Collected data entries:
################

//! Shared fixtures: writes tiny but format-exact indexes to disk and hosts a
//! mock embedding service speaking the crate's wire protocol.
//!
//! All fixtures use an identity PQ codebook (pivot row `i` is point `i`'s
//! vector, point `i`'s code is `[i]`), so the PQ estimator is exact and
//! search results are fully predictable.

#![allow(dead_code)]

use std::fs::File;
use std::io::Write;
use std::net::TcpListener;
use std::path::Path;

use prost::Message;

use beamline::embedding::{
    read_frame, write_frame, NodeEmbeddingRequest, NodeEmbeddingResponse,
};
use beamline::Metric;

pub const SECTOR_LEN: usize = 4096;
pub const NUM_PQ_CENTROIDS: usize = 256;

/// A small in-memory dataset plus its graph, written out in the on-disk
/// index format.
pub struct Fixture {
    pub metric: Metric,
    /// Vectors as the caller supplied them.
    pub raw: Vec<Vec<f32>>,
    /// Vectors after the build-time metric transform; these are what land on
    /// disk and in the PQ codebook.
    pub prepared: Vec<Vec<f32>>,
    pub adjacency: Vec<Vec<u32>>,
    pub medoid: u32,
    pub max_degree: usize,
    pub max_base_norm: f32,
}

impl Fixture {
    pub fn new(
        metric: Metric,
        vectors: Vec<Vec<f32>>,
        adjacency: Vec<Vec<u32>>,
        medoid: u32,
    ) -> Self {
        assert!(vectors.len() <= NUM_PQ_CENTROIDS, "identity PQ needs N <= 256");
        assert_eq!(vectors.len(), adjacency.len());
        let max_degree = adjacency.iter().map(Vec::len).max().unwrap().max(1);
        let (prepared, max_base_norm) = prepare(metric, &vectors);
        Self {
            metric,
            raw: vectors,
            prepared,
            adjacency,
            medoid,
            max_degree,
            max_base_norm,
        }
    }

    /// Dimensionality after the metric transform (`d + 1` for inner product).
    pub fn dim(&self) -> usize {
        self.prepared[0].len()
    }

    pub fn num_points(&self) -> usize {
        self.prepared.len()
    }

    /// Write the packed-layout index family under `prefix`.
    pub fn write(&self, prefix: &str) {
        self.write_index_file(&format!("{prefix}_disk.index"), Some(&self.adjacency));
        self.write_pq(prefix);
        if self.metric == Metric::InnerProduct {
            write_bin_f32(
                Path::new(&format!("{prefix}_disk.index_max_base_norm.bin")),
                1,
                1,
                &[self.max_base_norm],
            );
        }
    }

    /// Write the partitioned layout: the primary file keeps coordinates but
    /// zeroed adjacency, and the real adjacency goes to the graph file.
    pub fn write_partitioned(&self, prefix: &str, part_prefix: &str, partitions: &[Vec<u32>]) {
        self.write_index_file(&format!("{prefix}_disk.index"), None);
        self.write_pq(prefix);
        if self.metric == Metric::InnerProduct {
            write_bin_f32(
                Path::new(&format!("{prefix}_disk.index_max_base_norm.bin")),
                1,
                1,
                &[self.max_base_norm],
            );
        }
        // the engine needs an explicit medoid entry for partitioned opens
        write_bin_u32(
            Path::new(&format!("{prefix}_disk.index_medoids.bin")),
            1,
            1,
            &[self.medoid],
        );

        let dim = self.dim();
        let max_node_len = dim * 4 + 4 + self.max_degree * 4;
        let graph_node_len = 4 + self.max_degree * 4;

        // graph file: meta sector then one sector per partition
        let graph_path = format!("{part_prefix}_disk_graph.index");
        let mut f = File::create(&graph_path).unwrap();
        let mut sector0 = vec![0u8; SECTOR_LEN];
        sector0[0..4].copy_from_slice(&9u32.to_le_bytes());
        sector0[4..8].copy_from_slice(&1u32.to_le_bytes());
        let meta = [
            self.num_points() as u64,
            dim as u64,
            0,
            max_node_len as u64,
            0,
            0,
            0,
            0,
            ((partitions.len() + 1) * SECTOR_LEN) as u64,
        ];
        for (i, m) in meta.iter().enumerate() {
            sector0[8 + i * 8..16 + i * 8].copy_from_slice(&m.to_le_bytes());
        }
        f.write_all(&sector0).unwrap();
        for part in partitions {
            let mut sector = vec![0u8; SECTOR_LEN];
            for (j, &id) in part.iter().enumerate() {
                let off = j * graph_node_len;
                let nbrs = &self.adjacency[id as usize];
                sector[off..off + 4].copy_from_slice(&(nbrs.len() as u32).to_le_bytes());
                for (m, &nbr) in nbrs.iter().enumerate() {
                    sector[off + 4 + m * 4..off + 8 + m * 4]
                        .copy_from_slice(&nbr.to_le_bytes());
                }
            }
            f.write_all(&sector).unwrap();
        }

        // partition table
        let part_path = format!("{part_prefix}_partition.bin");
        let mut f = File::create(&part_path).unwrap();
        f.write_all(&64u64.to_le_bytes()).unwrap();
        f.write_all(&(partitions.len() as u64).to_le_bytes()).unwrap();
        f.write_all(&(self.num_points() as u64).to_le_bytes())
            .unwrap();
        let mut id2p = vec![0u32; self.num_points()];
        for (p, part) in partitions.iter().enumerate() {
            f.write_all(&(part.len() as u32).to_le_bytes()).unwrap();
            for &id in part {
                f.write_all(&id.to_le_bytes()).unwrap();
                id2p[id as usize] = p as u32;
            }
        }
        for p in id2p {
            f.write_all(&p.to_le_bytes()).unwrap();
        }
    }

    fn write_index_file(&self, path: &str, adjacency: Option<&[Vec<u32>]>) {
        let dim = self.dim();
        let n = self.num_points();
        let dbpp = dim * 4;
        let max_node_len = dbpp + 4 + self.max_degree * 4;
        let nnodes_per_sector = SECTOR_LEN / max_node_len;
        assert!(nnodes_per_sector >= 1, "fixture nodes must pack into sectors");

        let mut f = File::create(path).unwrap();
        let mut sector0 = vec![0u8; SECTOR_LEN];
        sector0[0..4].copy_from_slice(&8u32.to_le_bytes());
        sector0[4..8].copy_from_slice(&1u32.to_le_bytes());
        let fields = [
            n as u64,
            dim as u64,
            self.medoid as u64,
            max_node_len as u64,
            nnodes_per_sector as u64,
            0,
            0,
            0,
        ];
        for (i, v) in fields.iter().enumerate() {
            sector0[8 + i * 8..16 + i * 8].copy_from_slice(&v.to_le_bytes());
        }
        f.write_all(&sector0).unwrap();

        let mut id = 0usize;
        while id < n {
            let mut sector = vec![0u8; SECTOR_LEN];
            for j in 0..nnodes_per_sector {
                if id >= n {
                    break;
                }
                let off = j * max_node_len;
                for (d, &v) in self.prepared[id].iter().enumerate() {
                    sector[off + d * 4..off + d * 4 + 4].copy_from_slice(&v.to_le_bytes());
                }
                let nbrs: &[u32] = match adjacency {
                    Some(adj) => &adj[id],
                    None => &[],
                };
                sector[off + dbpp..off + dbpp + 4]
                    .copy_from_slice(&(nbrs.len() as u32).to_le_bytes());
                for (m, &nbr) in nbrs.iter().enumerate() {
                    sector[off + dbpp + 4 + m * 4..off + dbpp + 8 + m * 4]
                        .copy_from_slice(&nbr.to_le_bytes());
                }
                id += 1;
            }
            f.write_all(&sector).unwrap();
        }
    }

    fn write_pq(&self, prefix: &str) {
        let dim = self.dim();
        let n = self.num_points();

        let mut f = File::create(format!("{prefix}_pq_pivots.bin")).unwrap();
        f.write_all(&(NUM_PQ_CENTROIDS as u32).to_le_bytes()).unwrap();
        f.write_all(&(dim as u32).to_le_bytes()).unwrap();
        f.write_all(&1u32.to_le_bytes()).unwrap();
        f.write_all(&0u32.to_le_bytes()).unwrap();
        for _ in 0..dim {
            f.write_all(&0f32.to_le_bytes()).unwrap();
        }
        f.write_all(&0u32.to_le_bytes()).unwrap();
        f.write_all(&(dim as u32).to_le_bytes()).unwrap();
        for c in 0..NUM_PQ_CENTROIDS {
            if c < n {
                for &v in &self.prepared[c] {
                    f.write_all(&v.to_le_bytes()).unwrap();
                }
            } else {
                for _ in 0..dim {
                    f.write_all(&0f32.to_le_bytes()).unwrap();
                }
            }
        }

        let mut f = File::create(format!("{prefix}_pq_compressed.bin")).unwrap();
        f.write_all(&(n as u32).to_le_bytes()).unwrap();
        f.write_all(&1u32.to_le_bytes()).unwrap();
        let codes: Vec<u8> = (0..n as u8).collect();
        f.write_all(&codes).unwrap();
    }

    /// Exact nearest neighbors in the prepared (search) space.
    pub fn brute_force(&self, query: &[f32], k: usize) -> Vec<u32> {
        let prepared_query = self.prepare_query(query);
        let mut scored: Vec<(u32, f32)> = self
            .prepared
            .iter()
            .enumerate()
            .map(|(i, v)| (i as u32, l2_sq(&prepared_query, v)))
            .collect();
        scored.sort_by(|a, b| a.1.total_cmp(&b.1));
        scored.into_iter().take(k).map(|(id, _)| id).collect()
    }

    /// Mirror the engine's query-side transform.
    pub fn prepare_query(&self, query: &[f32]) -> Vec<f32> {
        match self.metric {
            Metric::L2 => query.to_vec(),
            Metric::Cosine => {
                let n = query.iter().map(|v| v * v).sum::<f32>().sqrt();
                query.iter().map(|v| v / n).collect()
            }
            Metric::InnerProduct => {
                let n = query.iter().map(|v| v * v).sum::<f32>().sqrt();
                let mut out: Vec<f32> = query.iter().map(|v| v / n).collect();
                out.push(0.0);
                out
            }
        }
    }
}

fn prepare(metric: Metric, vectors: &[Vec<f32>]) -> (Vec<Vec<f32>>, f32) {
    match metric {
        Metric::L2 => (vectors.to_vec(), 0.0),
        Metric::Cosine => (
            vectors
                .iter()
                .map(|v| {
                    let n = v.iter().map(|x| x * x).sum::<f32>().sqrt();
                    v.iter().map(|x| x / n).collect()
                })
                .collect(),
            0.0,
        ),
        Metric::InnerProduct => {
            let max_norm = vectors
                .iter()
                .map(|v| v.iter().map(|x| x * x).sum::<f32>().sqrt())
                .fold(0.0f32, f32::max);
            let prepared = vectors
                .iter()
                .map(|v| {
                    let norm_sq: f32 = v.iter().map(|x| x * x).sum();
                    let mut out: Vec<f32> = v.iter().map(|x| x / max_norm).collect();
                    let tail = (1.0 - norm_sq / (max_norm * max_norm)).max(0.0).sqrt();
                    out.push(tail);
                    out
                })
                .collect();
            (prepared, max_norm)
        }
    }
}

pub fn l2_sq(a: &[f32], b: &[f32]) -> f32 {
    a.iter().zip(b.iter()).map(|(x, y)| (x - y) * (x - y)).sum()
}

/// A ring graph with `extra` forward chords per node; strongly connected.
pub fn ring_graph(n: usize, extra: usize) -> Vec<Vec<u32>> {
    (0..n)
        .map(|i| {
            let mut nbrs = vec![((i + 1) % n) as u32, ((i + n - 1) % n) as u32];
            for e in 2..2 + extra {
                nbrs.push(((i + e) % n) as u32);
            }
            nbrs.sort_unstable();
            nbrs.dedup();
            nbrs.retain(|&x| x != i as u32);
            nbrs
        })
        .collect()
}

pub fn write_bin_u32(path: &Path, rows: usize, cols: usize, vals: &[u32]) {
    let mut f = File::create(path).unwrap();
    f.write_all(&(rows as u32).to_le_bytes()).unwrap();
    f.write_all(&(cols as u32).to_le_bytes()).unwrap();
    for v in vals {
        f.write_all(&v.to_le_bytes()).unwrap();
    }
}

pub fn write_bin_f32(path: &Path, rows: usize, cols: usize, vals: &[f32]) {
    let mut f = File::create(path).unwrap();
    f.write_all(&(rows as u32).to_le_bytes()).unwrap();
    f.write_all(&(cols as u32).to_le_bytes()).unwrap();
    for v in vals {
        f.write_all(&v.to_le_bytes()).unwrap();
    }
}

/// Write the label file family for a filtered index.
pub fn write_label_files(
    prefix: &str,
    labels_per_point: &[Vec<u32>],
    name_map: &[(&str, u32)],
    label_medoids: &[(u32, Vec<u32>)],
    universal: Option<u32>,
) {
    let base = format!("{prefix}_disk.index");
    let mut body = String::new();
    for labels in labels_per_point {
        let line: Vec<String> = labels.iter().map(u32::to_string).collect();
        body.push_str(&line.join(","));
        body.push('\n');
    }
    std::fs::write(format!("{base}_labels.txt"), body).unwrap();

    let mut map_body = String::new();
    for (name, id) in name_map {
        map_body.push_str(&format!("{name}\t{id}\n"));
    }
    std::fs::write(format!("{base}_labels_map.txt"), map_body).unwrap();

    let mut med_body = String::new();
    for (label, medoids) in label_medoids {
        let ids: Vec<String> = medoids.iter().map(u32::to_string).collect();
        med_body.push_str(&format!("{label},{}\n", ids.join(",")));
    }
    std::fs::write(format!("{base}_labels_to_medoids.txt"), med_body).unwrap();

    if let Some(u) = universal {
        std::fs::write(format!("{base}_universal_label.txt"), format!("{u}\n")).unwrap();
    }
}

/// Serve embeddings for the given vectors over the crate's request/reply
/// protocol. Returns the bound port; the server thread lives until the test
/// process exits.
pub fn spawn_embedding_server(vectors: Vec<Vec<f32>>) -> u16 {
    let listener = TcpListener::bind("127.0.0.1:0").unwrap();
    let port = listener.local_addr().unwrap().port();
    std::thread::spawn(move || {
        for stream in listener.incoming() {
            let Ok(mut stream) = stream else { continue };
            let vectors = vectors.clone();
            std::thread::spawn(move || loop {
                let Ok(body) = read_frame(&mut stream) else { break };
                let Ok(req) = NodeEmbeddingRequest::decode(body.as_slice()) else {
                    break;
                };
                let dim = vectors[0].len();
                let mut data = Vec::with_capacity(req.node_ids.len() * dim * 4);
                for &id in &req.node_ids {
                    for &v in &vectors[id as usize] {
                        data.extend_from_slice(&v.to_le_bytes());
                    }
                }
                let resp = NodeEmbeddingResponse {
                    embeddings_data: data,
                    dimensions: vec![req.node_ids.len() as i32, dim as i32],
                    missing_ids: Vec::new(),
                };
                if write_frame(&mut stream, &resp.encode_to_vec()).is_err() {
                    break;
                }
            });
        }
    });
    port
}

################

#### What you will do:
Return, in full, every line of these entries that holds "Option".

#### Exercise output:
    fn write_index_file(&self, path: &str, adjacency: Option<&[Vec<u32>]>) {
    universal: Option<u32>,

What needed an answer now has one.